== Segment start ==
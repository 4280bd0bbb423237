use std::fmt;

/// Every key an output record may hold.
///
/// `InvocationsTotal` only lives between merging and transforming: it is the
/// input of the success count and never leaves the collector.
#[derive(Debug, Clone, Copy, PartialEq, Eq, PartialOrd, Ord, Hash)]
pub enum MetricName {
    InvocationsTotal,
    InvocationsSuccess,
    InvocationsError,
    InvocationsThrottles,
    DurationAvg,
    DurationMax,
    DurationMin,
}

impl MetricName {
    pub fn as_str(&self) -> &'static str {
        match self {
            MetricName::InvocationsTotal => "invocations_total",
            MetricName::InvocationsSuccess => "invocations_success",
            MetricName::InvocationsError => "invocations_error",
            MetricName::InvocationsThrottles => "invocations_throttles",
            MetricName::DurationAvg => "duration_avg",
            MetricName::DurationMax => "duration_max",
            MetricName::DurationMin => "duration_min",
        }
    }
}

impl fmt::Display for MetricName {
    fn fmt(&self, f: &mut fmt::Formatter<'_>) -> fmt::Result {
        write!(f, "{}", self.as_str())
    }
}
== Segment end ==
### Exercise
For each record above, write it out again exactly.

### Exercise solution
repository 4280bd0bbb423237
use std::fmt;

/// Every key an output record may hold.
///
/// `InvocationsTotal` only lives between merging and transforming: it is the
/// input of the success count and never leaves the collector.
#[derive(Debug, Clone, Copy, PartialEq, Eq, PartialOrd, Ord, Hash)]
pub enum MetricName {
    InvocationsTotal,
    InvocationsSuccess,
    InvocationsError,
    InvocationsThrottles,
    DurationAvg,
    DurationMax,
    DurationMin,
}

impl MetricName {
    pub fn as_str(&self) -> &'static str {
        match self {
            MetricName::InvocationsTotal => "invocations_total",
            MetricName::InvocationsSuccess => "invocations_success",
            MetricName::InvocationsError => "invocations_error",
            MetricName::InvocationsThrottles => "invocations_throttles",
            MetricName::DurationAvg => "duration_avg",
            MetricName::DurationMax => "duration_max",
            MetricName::DurationMin => "duration_min",
        }
    }
}

impl fmt::Display for MetricName {
    fn fmt(&self, f: &mut fmt::Formatter<'_>) -> fmt::Result {
        write!(f, "{}", self.as_str())
    }
}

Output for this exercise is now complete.